INPUT:
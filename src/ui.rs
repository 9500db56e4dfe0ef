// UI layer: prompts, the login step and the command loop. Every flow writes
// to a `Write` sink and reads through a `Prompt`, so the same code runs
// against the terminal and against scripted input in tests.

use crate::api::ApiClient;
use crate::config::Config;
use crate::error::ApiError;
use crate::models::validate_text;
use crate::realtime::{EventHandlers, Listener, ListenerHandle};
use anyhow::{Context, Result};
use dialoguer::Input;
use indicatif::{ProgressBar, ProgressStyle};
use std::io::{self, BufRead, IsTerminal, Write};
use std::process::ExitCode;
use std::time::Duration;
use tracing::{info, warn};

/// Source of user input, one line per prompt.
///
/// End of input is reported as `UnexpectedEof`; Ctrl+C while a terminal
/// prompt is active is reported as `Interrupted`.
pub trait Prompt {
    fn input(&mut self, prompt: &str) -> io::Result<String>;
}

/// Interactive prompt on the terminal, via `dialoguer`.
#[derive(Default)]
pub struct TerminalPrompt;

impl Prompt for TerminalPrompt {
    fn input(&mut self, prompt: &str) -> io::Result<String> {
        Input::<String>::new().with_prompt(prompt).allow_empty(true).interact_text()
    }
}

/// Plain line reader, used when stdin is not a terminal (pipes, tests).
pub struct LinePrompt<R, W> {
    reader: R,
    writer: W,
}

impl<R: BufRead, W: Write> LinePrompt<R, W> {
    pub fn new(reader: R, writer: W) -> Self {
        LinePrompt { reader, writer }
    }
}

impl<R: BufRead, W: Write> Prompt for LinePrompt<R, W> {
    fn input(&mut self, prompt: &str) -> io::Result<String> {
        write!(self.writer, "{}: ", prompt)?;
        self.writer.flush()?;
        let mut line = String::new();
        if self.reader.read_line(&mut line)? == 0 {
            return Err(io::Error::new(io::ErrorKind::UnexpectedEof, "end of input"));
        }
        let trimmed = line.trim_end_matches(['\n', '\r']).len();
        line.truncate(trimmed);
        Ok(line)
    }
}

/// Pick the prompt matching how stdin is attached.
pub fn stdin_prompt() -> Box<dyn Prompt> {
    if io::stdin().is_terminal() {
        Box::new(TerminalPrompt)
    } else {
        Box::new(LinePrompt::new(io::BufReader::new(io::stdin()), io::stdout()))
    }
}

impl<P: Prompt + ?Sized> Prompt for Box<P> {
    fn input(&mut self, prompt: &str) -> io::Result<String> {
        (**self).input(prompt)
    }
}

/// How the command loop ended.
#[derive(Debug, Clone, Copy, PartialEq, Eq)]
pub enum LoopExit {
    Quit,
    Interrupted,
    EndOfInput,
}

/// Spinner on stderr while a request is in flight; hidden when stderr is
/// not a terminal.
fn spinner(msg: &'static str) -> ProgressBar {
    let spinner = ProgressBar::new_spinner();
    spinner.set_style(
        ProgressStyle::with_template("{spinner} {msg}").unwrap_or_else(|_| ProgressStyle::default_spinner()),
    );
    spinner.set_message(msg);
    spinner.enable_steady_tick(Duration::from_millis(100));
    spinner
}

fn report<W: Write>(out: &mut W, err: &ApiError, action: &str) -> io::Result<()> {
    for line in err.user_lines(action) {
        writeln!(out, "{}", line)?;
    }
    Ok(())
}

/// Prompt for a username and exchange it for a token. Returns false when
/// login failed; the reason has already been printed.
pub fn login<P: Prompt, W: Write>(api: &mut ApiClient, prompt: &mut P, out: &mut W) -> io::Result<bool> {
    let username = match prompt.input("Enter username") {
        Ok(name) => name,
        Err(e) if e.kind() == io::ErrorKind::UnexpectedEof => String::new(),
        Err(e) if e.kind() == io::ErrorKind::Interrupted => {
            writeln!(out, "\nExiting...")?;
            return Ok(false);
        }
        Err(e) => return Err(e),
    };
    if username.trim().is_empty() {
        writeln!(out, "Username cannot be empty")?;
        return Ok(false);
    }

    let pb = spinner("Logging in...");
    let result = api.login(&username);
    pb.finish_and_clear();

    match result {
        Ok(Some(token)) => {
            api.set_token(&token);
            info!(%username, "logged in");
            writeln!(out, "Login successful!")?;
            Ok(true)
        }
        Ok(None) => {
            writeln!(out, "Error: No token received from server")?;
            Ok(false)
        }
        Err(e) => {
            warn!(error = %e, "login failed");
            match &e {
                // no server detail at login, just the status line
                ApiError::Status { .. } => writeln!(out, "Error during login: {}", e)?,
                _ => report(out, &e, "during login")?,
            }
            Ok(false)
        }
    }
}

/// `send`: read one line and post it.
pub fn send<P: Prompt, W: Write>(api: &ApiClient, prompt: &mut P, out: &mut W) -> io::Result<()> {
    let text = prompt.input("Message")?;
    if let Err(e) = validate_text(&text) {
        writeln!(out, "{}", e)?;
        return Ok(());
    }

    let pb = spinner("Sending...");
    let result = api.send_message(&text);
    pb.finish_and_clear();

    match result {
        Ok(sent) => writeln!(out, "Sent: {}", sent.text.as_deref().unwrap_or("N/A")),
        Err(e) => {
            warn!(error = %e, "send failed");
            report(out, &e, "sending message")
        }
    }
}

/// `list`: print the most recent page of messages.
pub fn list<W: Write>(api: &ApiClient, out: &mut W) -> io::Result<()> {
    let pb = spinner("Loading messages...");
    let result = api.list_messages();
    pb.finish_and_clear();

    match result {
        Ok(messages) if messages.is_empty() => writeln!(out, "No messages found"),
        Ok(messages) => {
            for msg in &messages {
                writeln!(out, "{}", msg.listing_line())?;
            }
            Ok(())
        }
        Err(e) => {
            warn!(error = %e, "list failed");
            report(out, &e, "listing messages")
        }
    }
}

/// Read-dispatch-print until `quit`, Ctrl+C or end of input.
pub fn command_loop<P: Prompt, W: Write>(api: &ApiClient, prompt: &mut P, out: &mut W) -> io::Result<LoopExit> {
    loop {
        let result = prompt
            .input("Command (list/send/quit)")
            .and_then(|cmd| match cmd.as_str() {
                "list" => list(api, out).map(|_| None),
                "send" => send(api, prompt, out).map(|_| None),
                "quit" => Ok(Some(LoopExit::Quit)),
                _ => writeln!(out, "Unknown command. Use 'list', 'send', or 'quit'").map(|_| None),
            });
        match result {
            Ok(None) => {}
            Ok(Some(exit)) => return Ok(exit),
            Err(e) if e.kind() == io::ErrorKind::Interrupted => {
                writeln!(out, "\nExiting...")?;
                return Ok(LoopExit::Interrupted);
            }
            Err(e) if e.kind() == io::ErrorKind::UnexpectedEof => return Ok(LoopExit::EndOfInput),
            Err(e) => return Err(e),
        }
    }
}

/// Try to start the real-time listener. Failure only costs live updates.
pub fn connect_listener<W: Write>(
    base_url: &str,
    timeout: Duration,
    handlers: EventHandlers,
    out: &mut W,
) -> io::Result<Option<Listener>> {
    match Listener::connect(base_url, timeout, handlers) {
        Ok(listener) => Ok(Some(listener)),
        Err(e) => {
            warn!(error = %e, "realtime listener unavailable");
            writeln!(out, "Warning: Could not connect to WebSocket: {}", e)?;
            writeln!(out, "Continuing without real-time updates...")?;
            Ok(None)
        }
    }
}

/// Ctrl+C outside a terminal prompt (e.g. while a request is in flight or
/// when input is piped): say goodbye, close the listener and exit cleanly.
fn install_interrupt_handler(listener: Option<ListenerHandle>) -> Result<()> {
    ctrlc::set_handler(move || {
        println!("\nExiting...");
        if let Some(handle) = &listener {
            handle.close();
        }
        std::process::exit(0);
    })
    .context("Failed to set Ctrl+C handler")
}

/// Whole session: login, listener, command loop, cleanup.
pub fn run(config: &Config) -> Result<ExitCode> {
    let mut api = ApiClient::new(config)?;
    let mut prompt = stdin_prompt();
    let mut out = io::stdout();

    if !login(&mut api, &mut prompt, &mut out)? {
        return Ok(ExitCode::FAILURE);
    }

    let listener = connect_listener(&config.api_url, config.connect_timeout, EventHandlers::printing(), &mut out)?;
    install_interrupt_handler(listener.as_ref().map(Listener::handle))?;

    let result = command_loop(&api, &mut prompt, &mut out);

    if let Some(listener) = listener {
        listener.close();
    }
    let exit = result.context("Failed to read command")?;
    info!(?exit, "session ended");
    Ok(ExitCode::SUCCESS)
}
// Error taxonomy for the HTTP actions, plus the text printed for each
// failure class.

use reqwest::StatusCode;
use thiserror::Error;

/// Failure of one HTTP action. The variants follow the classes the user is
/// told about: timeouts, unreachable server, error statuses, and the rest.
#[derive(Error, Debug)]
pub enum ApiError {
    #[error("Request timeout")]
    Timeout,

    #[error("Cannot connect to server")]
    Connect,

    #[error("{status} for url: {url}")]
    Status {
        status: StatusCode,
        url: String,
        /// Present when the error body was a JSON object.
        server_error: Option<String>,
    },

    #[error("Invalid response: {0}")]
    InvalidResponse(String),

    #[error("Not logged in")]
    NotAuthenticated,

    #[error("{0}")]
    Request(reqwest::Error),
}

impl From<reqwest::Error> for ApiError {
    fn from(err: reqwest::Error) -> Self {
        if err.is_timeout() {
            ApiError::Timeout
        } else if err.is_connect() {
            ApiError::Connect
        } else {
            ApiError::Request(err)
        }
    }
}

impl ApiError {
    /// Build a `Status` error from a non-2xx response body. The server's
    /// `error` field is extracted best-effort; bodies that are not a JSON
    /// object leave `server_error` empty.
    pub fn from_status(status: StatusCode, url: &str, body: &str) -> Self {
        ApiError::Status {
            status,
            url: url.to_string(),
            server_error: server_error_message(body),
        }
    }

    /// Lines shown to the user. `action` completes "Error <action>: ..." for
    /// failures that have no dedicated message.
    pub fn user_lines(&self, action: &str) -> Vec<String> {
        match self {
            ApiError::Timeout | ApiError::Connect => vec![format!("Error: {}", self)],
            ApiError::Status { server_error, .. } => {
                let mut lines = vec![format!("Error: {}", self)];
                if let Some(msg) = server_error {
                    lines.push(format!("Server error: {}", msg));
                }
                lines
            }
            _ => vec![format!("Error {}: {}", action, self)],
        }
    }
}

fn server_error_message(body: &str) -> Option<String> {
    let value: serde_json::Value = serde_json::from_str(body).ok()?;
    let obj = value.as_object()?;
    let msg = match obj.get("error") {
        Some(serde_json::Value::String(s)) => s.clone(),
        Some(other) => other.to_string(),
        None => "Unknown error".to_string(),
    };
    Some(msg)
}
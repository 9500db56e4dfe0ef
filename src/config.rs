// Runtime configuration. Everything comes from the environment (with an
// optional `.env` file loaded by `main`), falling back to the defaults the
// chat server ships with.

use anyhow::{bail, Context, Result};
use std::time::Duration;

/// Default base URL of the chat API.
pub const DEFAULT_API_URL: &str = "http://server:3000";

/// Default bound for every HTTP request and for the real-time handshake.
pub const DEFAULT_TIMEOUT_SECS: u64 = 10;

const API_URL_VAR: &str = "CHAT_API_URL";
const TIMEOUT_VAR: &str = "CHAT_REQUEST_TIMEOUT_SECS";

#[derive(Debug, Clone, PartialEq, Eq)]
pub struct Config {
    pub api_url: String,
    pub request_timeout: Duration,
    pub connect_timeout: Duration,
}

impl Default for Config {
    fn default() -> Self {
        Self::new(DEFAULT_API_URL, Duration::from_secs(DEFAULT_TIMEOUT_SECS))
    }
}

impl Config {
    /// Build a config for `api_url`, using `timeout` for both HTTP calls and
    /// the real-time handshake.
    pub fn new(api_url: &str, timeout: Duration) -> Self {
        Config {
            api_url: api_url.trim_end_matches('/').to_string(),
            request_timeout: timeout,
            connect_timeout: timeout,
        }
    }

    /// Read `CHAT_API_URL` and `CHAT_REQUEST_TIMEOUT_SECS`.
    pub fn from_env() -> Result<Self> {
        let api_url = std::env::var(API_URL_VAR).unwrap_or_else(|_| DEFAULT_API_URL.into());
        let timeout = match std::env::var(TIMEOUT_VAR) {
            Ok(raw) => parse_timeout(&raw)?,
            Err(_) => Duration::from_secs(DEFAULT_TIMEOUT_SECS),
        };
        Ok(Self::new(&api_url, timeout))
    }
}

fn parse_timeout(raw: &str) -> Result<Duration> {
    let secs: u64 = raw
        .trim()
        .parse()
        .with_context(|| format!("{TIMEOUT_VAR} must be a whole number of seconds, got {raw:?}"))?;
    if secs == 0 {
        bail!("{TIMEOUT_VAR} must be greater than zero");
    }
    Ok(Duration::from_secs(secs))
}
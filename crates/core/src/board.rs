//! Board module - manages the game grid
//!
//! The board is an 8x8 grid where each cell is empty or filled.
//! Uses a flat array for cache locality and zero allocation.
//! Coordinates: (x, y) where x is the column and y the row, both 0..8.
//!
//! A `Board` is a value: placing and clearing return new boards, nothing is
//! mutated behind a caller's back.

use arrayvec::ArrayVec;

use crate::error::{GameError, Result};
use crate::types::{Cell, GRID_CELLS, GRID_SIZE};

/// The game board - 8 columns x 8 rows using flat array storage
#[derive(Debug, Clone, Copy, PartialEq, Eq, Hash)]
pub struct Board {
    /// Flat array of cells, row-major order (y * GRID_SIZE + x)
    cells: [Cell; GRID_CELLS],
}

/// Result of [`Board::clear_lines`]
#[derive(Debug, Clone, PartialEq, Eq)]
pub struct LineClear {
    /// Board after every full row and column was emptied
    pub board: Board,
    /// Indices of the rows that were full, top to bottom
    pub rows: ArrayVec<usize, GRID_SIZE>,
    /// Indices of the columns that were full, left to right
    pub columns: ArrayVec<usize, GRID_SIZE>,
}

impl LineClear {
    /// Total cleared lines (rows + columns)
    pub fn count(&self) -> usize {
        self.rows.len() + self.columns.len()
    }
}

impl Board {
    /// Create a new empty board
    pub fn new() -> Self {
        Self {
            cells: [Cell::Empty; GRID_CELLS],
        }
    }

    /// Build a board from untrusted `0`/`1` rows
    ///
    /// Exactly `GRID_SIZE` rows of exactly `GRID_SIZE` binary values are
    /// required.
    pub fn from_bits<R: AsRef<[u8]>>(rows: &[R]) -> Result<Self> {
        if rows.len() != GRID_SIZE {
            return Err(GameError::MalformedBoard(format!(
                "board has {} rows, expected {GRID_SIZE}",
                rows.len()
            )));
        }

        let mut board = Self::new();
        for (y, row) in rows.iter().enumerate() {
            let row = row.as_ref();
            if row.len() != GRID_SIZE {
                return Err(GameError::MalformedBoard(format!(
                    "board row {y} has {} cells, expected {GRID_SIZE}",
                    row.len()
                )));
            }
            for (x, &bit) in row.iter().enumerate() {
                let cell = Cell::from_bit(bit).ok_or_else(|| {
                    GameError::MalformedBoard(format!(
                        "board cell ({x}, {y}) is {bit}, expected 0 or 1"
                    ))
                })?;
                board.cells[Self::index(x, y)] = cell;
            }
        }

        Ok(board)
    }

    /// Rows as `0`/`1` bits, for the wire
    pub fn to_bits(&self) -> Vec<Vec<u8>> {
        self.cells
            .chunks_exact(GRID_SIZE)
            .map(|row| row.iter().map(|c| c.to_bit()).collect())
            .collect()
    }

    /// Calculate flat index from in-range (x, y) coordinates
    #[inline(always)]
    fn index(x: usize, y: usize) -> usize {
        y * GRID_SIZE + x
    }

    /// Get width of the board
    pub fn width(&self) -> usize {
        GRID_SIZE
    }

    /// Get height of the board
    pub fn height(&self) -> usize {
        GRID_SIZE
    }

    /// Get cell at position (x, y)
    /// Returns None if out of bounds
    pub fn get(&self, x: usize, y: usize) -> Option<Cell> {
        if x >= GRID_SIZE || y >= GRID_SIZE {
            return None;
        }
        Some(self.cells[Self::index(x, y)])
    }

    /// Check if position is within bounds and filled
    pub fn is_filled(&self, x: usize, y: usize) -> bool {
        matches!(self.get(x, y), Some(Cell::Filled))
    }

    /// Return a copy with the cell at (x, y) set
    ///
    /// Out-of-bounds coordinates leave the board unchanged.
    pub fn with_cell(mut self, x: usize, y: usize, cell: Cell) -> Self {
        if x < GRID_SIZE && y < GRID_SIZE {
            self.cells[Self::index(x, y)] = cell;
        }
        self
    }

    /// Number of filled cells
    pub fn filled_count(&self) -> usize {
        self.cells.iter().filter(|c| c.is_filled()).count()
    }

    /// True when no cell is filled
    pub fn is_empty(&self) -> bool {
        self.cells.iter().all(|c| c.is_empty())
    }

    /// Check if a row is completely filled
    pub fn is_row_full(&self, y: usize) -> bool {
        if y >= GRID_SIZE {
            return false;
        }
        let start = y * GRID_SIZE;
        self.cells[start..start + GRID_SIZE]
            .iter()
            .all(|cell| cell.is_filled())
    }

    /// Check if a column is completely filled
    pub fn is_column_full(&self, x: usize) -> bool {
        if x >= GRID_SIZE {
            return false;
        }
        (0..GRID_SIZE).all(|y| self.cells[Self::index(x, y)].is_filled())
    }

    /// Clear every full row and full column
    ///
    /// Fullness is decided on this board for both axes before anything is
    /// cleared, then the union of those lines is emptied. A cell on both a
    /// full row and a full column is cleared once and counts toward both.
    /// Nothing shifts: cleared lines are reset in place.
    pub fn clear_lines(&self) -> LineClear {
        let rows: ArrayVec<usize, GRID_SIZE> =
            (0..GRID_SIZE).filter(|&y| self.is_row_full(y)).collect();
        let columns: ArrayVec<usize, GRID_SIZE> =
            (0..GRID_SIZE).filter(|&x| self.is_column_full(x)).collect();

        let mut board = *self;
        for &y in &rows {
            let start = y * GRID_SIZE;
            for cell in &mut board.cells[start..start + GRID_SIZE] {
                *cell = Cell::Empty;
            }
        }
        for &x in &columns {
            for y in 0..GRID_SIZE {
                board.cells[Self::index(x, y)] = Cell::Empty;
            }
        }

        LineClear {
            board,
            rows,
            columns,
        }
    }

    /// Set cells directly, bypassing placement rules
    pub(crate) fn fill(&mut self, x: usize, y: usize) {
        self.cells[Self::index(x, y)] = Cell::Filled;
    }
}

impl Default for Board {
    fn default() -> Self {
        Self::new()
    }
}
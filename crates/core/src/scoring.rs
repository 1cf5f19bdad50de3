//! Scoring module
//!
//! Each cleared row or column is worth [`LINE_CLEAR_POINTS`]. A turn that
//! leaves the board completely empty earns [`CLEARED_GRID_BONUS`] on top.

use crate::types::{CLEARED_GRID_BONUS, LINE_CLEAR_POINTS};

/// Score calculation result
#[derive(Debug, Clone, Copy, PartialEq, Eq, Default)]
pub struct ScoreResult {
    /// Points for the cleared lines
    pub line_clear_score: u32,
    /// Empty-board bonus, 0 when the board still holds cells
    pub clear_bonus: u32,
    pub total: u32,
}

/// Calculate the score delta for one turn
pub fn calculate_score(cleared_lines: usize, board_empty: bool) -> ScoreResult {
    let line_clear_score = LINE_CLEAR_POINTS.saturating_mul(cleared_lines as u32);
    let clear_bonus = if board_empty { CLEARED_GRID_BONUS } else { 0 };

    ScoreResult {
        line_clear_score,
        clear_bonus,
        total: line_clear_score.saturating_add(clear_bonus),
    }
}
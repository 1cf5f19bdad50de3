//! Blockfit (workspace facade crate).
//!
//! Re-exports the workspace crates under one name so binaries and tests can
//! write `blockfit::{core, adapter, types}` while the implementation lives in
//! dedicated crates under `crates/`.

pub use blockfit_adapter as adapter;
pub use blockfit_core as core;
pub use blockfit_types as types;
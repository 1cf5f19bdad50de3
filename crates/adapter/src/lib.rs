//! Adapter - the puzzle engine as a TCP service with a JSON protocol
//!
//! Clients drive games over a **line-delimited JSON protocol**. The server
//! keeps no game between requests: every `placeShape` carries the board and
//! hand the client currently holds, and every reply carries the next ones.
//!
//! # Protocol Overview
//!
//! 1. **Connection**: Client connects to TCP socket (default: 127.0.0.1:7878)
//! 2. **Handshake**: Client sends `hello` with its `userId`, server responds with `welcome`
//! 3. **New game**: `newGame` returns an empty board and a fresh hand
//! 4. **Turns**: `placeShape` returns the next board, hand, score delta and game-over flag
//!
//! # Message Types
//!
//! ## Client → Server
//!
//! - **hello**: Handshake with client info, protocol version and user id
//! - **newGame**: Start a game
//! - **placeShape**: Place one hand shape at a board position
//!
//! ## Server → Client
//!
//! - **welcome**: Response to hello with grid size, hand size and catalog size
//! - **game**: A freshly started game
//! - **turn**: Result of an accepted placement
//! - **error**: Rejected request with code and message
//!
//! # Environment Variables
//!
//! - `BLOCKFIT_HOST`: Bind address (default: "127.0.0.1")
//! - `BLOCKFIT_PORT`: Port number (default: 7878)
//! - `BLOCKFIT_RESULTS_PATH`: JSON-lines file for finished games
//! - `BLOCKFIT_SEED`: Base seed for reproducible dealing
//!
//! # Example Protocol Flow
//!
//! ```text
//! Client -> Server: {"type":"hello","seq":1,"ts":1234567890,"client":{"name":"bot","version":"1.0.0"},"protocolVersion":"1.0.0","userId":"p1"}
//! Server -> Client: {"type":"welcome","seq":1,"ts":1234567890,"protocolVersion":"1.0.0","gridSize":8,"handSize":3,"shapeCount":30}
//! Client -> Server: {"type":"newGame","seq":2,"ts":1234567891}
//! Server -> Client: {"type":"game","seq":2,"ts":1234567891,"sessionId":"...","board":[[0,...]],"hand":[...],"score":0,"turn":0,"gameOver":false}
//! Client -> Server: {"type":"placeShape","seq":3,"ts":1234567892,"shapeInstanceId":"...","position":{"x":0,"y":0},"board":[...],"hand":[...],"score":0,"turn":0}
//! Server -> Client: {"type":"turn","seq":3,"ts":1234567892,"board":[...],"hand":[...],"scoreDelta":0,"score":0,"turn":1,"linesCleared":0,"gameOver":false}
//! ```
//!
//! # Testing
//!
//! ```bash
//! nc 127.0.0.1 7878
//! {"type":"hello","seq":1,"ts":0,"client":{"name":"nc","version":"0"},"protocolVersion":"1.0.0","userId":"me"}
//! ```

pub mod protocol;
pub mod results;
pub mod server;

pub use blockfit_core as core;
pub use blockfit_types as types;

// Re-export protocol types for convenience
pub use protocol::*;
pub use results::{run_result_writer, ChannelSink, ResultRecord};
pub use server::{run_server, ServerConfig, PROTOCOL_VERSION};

GOAL OF THE EXERCISE: Report how many lines in the data contain the word "placement", with no words besides the number.

OUTPUT FOR THIS EXERCISE: 2